Sinar senja mulai menampakan dirinya, membuat semua yang diterpanya berwarna merah menyala. Semuanya, tak terkecuali mataku. Mataku merah, jantungku berdegup kencang. Ku hirup dalam-dalam aroma kebranian yang meledak-ledak. Betapa banyak orang yang jatuh cinta pada senja. Banyak tapi tidak termasuk aku
Aku termenung dalam sebuah tempat. Ditemani oleh nyanyian burung serta di hibur oleh tiupan angin yang berhembus dari timur menuju barat. Kukeluarkan seluring bambuku. Kutiup seruling itu dengan penuh penghayatan. Seruling bambu itu menghipnotis setiap makhluk yang mendengarkannya. Tak seorang pun dapat menolak keindahan nada seruling itu.
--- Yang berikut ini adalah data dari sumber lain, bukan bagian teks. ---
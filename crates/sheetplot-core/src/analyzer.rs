//! 图框识别
//!
//! 流程：
//! 1. 一次性枚举文档全部实体
//! 2. 块参照/外部参照取包围盒，按 GOST 幅面分类
//! 3. 在图框内、靠近右下角的文字中找图号（先到先得）
//! 4. 按 X 升序、Y 降序排序后重新编号

use crate::entity::{DocumentReader, EntityRecord};
use crate::error::AnalyzeError;
use crate::format::format_label;
use crate::frame::{round_extent, Frame, UNKNOWN_SHEET_NUMBER};
use crate::math::{BoundingBox3, Point2};
use crate::sheet_number::parse_sheet_number;
use std::cmp::Ordering;
use tracing::{debug, info};

/// 图号文字到图框右下角的最大距离（不含）
pub const SHEET_NUMBER_RADIUS: f64 = 16000.0;

/// 一次识别的统计
#[derive(Debug, Clone, Default, PartialEq, Eq)]
pub struct DetectionReport {
    /// 扫描的实体总数
    pub entities_scanned: usize,
    /// 块参照/外部参照数量
    pub candidates: usize,
    /// 取不到包围盒的候选
    pub unreadable: usize,
    /// 尺寸不属于任何幅面的候选
    pub unclassified: usize,
    /// 没有找到图号的图框
    pub unresolved_sheet_numbers: usize,
}

/// 图框识别器
pub struct FrameAnalyzer<'a, R: DocumentReader + ?Sized> {
    document: &'a R,
}

impl<'a, R: DocumentReader + ?Sized> FrameAnalyzer<'a, R> {
    pub fn new(document: &'a R) -> Self {
        Self { document }
    }

    /// 识别全部图框
    pub fn detect(&self) -> Result<Vec<Frame>, AnalyzeError> {
        self.detect_with_report().map(|(frames, _)| frames)
    }

    /// 识别全部图框并返回统计
    pub fn detect_with_report(&self) -> Result<(Vec<Frame>, DetectionReport), AnalyzeError> {
        let entities = self.document.entities()?;
        let mut report = DetectionReport {
            entities_scanned: entities.len(),
            ..Default::default()
        };

        let mut frames = Vec::new();

        for entity in entities.iter().filter(|e| e.kind.is_frame_candidate()) {
            report.candidates += 1;

            let Some(bounds) = entity.bounds else {
                report.unreadable += 1;
                continue;
            };

            let width = round_extent(bounds.max.x - bounds.min.x);
            let height = round_extent(bounds.max.y - bounds.min.y);

            let Some(label) = format_label(width, height) else {
                debug!(
                    "Skipping {} {}x{}: no matching format",
                    entity.kind.class_name(),
                    width,
                    height
                );
                report.unclassified += 1;
                continue;
            };

            let sheet_number = find_sheet_number(&entities, &bounds).unwrap_or_else(|| {
                report.unresolved_sheet_numbers += 1;
                UNKNOWN_SHEET_NUMBER.to_string()
            });

            debug!("Frame {} {}x{} sheet {}", label, width, height, sheet_number);
            frames.push(Frame::new(0, sheet_number, label, bounds));
        }

        let frames = order_frames(frames);

        info!(
            "Detected {} frames from {} entities ({} candidates, {} unreadable, {} unclassified)",
            frames.len(),
            report.entities_scanned,
            report.candidates,
            report.unreadable,
            report.unclassified
        );

        Ok((frames, report))
    }
}

/// 查找图号：第一个落在图框内且距右下角足够近的数字文字
fn find_sheet_number(entities: &[EntityRecord], bounds: &BoundingBox3) -> Option<String> {
    let corner = bounds.bottom_right();

    entities
        .iter()
        .filter(|e| e.kind.is_text())
        .filter_map(|e| Some((e.insertion_point?, e.text.as_deref()?)))
        .filter(|(ins, _)| bounds.contains_xy(ins))
        .filter(|(ins, _)| (Point2::new(ins.x, ins.y) - corner).norm() < SHEET_NUMBER_RADIUS)
        .find_map(|(_, text)| parse_sheet_number(text))
}

/// 阅读顺序：X 升序，X 相同时 Y 降序；排序后从1开始编号
fn order_frames(mut frames: Vec<Frame>) -> Vec<Frame> {
    frames.sort_by(|a, b| {
        let (a, b) = (a.min_corner(), b.min_corner());
        a.x.partial_cmp(&b.x)
            .unwrap_or(Ordering::Equal)
            .then_with(|| b.y.partial_cmp(&a.y).unwrap_or(Ordering::Equal))
    });

    frames
        .into_iter()
        .enumerate()
        .map(|(i, frame)| frame.renumbered(i as u32 + 1))
        .collect()
}

#[cfg(test)]
mod tests {
    use super::*;
    use crate::entity::EntityKind;
    use crate::error::DocumentError;
    use crate::math::Point3;
    use proptest::prelude::*;

    fn frame_at(x: f64, y: f64, w: f64, h: f64) -> EntityRecord {
        EntityRecord::block_reference(Point3::new(x, y, 0.0), Point3::new(x + w, y + h, 0.0))
    }

    struct Unreachable;

    impl DocumentReader for Unreachable {
        fn entities(&self) -> Result<Vec<EntityRecord>, DocumentError> {
            Err(DocumentError::Unavailable("no active document".into()))
        }
    }

    #[test]
    fn test_detect_classifies_and_numbers() {
        let entities = vec![
            frame_at(0.0, 0.0, 42000.0, 29700.0),
            EntityRecord::text(Point3::new(40000.0, 1000.0, 0.0), "3"),
        ];

        let frames = FrameAnalyzer::new(&entities).detect().unwrap();
        assert_eq!(frames.len(), 1);
        assert_eq!(frames[0].format_label(), "A3");
        assert_eq!(frames[0].sheet_number(), "3");
        assert_eq!(frames[0].sheet_index(), 1);
    }

    #[test]
    fn test_skips_non_frames() {
        let mut no_bbox = EntityRecord::new(EntityKind::BlockReference);
        no_bbox.bounds = None;
        let line = EntityRecord::new(EntityKind::Other("AcDbLine".into())).with_bounds(
            BoundingBox3::new(Point3::origin(), Point3::new(42000.0, 29700.0, 0.0)),
        );
        let entities = vec![
            no_bbox,
            line,
            frame_at(0.0, 0.0, 5000.0, 5000.0),
            frame_at(0.0, 0.0, 21000.0, 29700.0),
        ];

        let (frames, report) = FrameAnalyzer::new(&entities).detect_with_report().unwrap();
        assert_eq!(frames.len(), 1);
        assert_eq!(frames[0].format_label(), "A4 верт.");
        assert_eq!(report.entities_scanned, 4);
        assert_eq!(report.candidates, 3);
        assert_eq!(report.unreadable, 1);
        assert_eq!(report.unclassified, 1);
        assert_eq!(report.unresolved_sheet_numbers, 1);
    }

    #[test]
    fn test_external_reference_is_candidate() {
        let xref = EntityRecord::new(EntityKind::ExternalReference).with_bounds(BoundingBox3::new(
            Point3::origin(),
            Point3::new(59400.0, 42000.0, 0.0),
        ));
        let frames = FrameAnalyzer::new(&vec![xref]).detect().unwrap();
        assert_eq!(frames[0].format_label(), "A2");
    }

    #[test]
    fn test_sheet_number_first_fit() {
        let entities = vec![
            frame_at(0.0, 0.0, 42000.0, 29700.0),
            // 不是数字，继续查找
            EntityRecord::text(Point3::new(41000.0, 500.0, 0.0), "Лист"),
            // 较远但先出现
            EntityRecord::mtext(Point3::new(30000.0, 5000.0, 0.0), r"{\fArial;7}"),
            // 更近但后出现
            EntityRecord::text(Point3::new(41900.0, 100.0, 0.0), "8"),
        ];
        let frames = FrameAnalyzer::new(&entities).detect().unwrap();
        assert_eq!(frames[0].sheet_number(), "7");
    }

    #[test]
    fn test_sheet_number_must_be_inside_and_near() {
        let entities = vec![
            frame_at(0.0, 0.0, 42000.0, 29700.0),
            // 框外
            EntityRecord::text(Point3::new(42500.0, 100.0, 0.0), "1"),
            // 框内但距右下角 >= 16000
            EntityRecord::text(Point3::new(26000.0, 0.0, 0.0), "2"),
            // 左下角
            EntityRecord::text(Point3::new(100.0, 100.0, 0.0), "3"),
        ];
        let frames = FrameAnalyzer::new(&entities).detect().unwrap();
        assert_eq!(frames[0].sheet_number(), UNKNOWN_SHEET_NUMBER);
    }

    #[test]
    fn test_reading_order() {
        let entities = vec![
            frame_at(50000.0, 0.0, 42000.0, 29700.0),
            frame_at(0.0, 0.0, 42000.0, 29700.0),
            frame_at(0.0, 40000.0, 42000.0, 29700.0),
        ];
        let frames = FrameAnalyzer::new(&entities).detect().unwrap();
        let corners: Vec<_> = frames.iter().map(|f| (f.min_corner().x, f.min_corner().y)).collect();
        assert_eq!(corners, vec![(0.0, 40000.0), (0.0, 0.0), (50000.0, 0.0)]);
        let indices: Vec<_> = frames.iter().map(|f| f.sheet_index()).collect();
        assert_eq!(indices, vec![1, 2, 3]);
    }

    #[test]
    fn test_detect_is_idempotent() {
        let entities = vec![
            frame_at(0.0, 0.0, 42000.0, 29700.0),
            frame_at(45000.0, 0.0, 29700.0, 21000.0),
            EntityRecord::text(Point3::new(74000.0, 500.0, 0.0), "2"),
        ];
        let analyzer = FrameAnalyzer::new(&entities);
        assert_eq!(analyzer.detect().unwrap(), analyzer.detect().unwrap());
    }

    #[test]
    fn test_unreachable_document() {
        let result = FrameAnalyzer::new(&Unreachable).detect();
        assert!(matches!(result, Err(AnalyzeError::ServiceUnavailable(_))));
    }

    #[test]
    fn test_empty_document() {
        let entities: Vec<EntityRecord> = Vec::new();
        assert!(FrameAnalyzer::new(&entities).detect().unwrap().is_empty());
    }

    proptest! {
        #[test]
        fn frames_follow_reading_order(origins in prop::collection::vec((0i32..20, 0i32..20), 1..12)) {
            let entities: Vec<_> = origins
                .iter()
                .map(|(x, y)| frame_at(*x as f64 * 50000.0, *y as f64 * 40000.0, 42000.0, 29700.0))
                .collect();
            let frames = FrameAnalyzer::new(&entities).detect().unwrap();
            prop_assert_eq!(frames.len(), entities.len());
            for pair in frames.windows(2) {
                let (a, b) = (pair[0].min_corner(), pair[1].min_corner());
                prop_assert!(a.x < b.x || (a.x == b.x && a.y >= b.y));
                prop_assert_eq!(pair[1].sheet_index(), pair[0].sheet_index() + 1);
            }
        }
    }
}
Sesosok perempuan berkerudung hijau kulihat duduk meknimati nada-nada dari seruling yang kutiup. Aku menghampiri dia dan kemudian mengajak dia berkenalan.
“ Selamat senja wahai penikmat kesendirian” sapaku dengan halus
“ Selamat senja kembali”
“ Bolehkah aku mengetahui namamu?” sambil ku ulurkan tanganku
“ Fierda”
“ Mengapa kau ada disini? Sebelumnya aku tak pernah melihat ada orang yang ke tempat
Kecuali aku”
“ Iya memang betul itu. Aku kesini untuk menyejukan pikiranku yang tengah keruh oleh suatu hal yang membuat diriku menjadi sedih. Bolehkah aku bercerita sesuatu kepadamu? Dengan muka yang berkaca-kaca
“ Silahkan, Curahkan segala masalahmu kepadaku. Sudah biasa diri ini menjadi tempat untuk curhat dan semoga setelah kau ceritakan masalahmu kepadaku kau bisa agak sedikit bahagia.”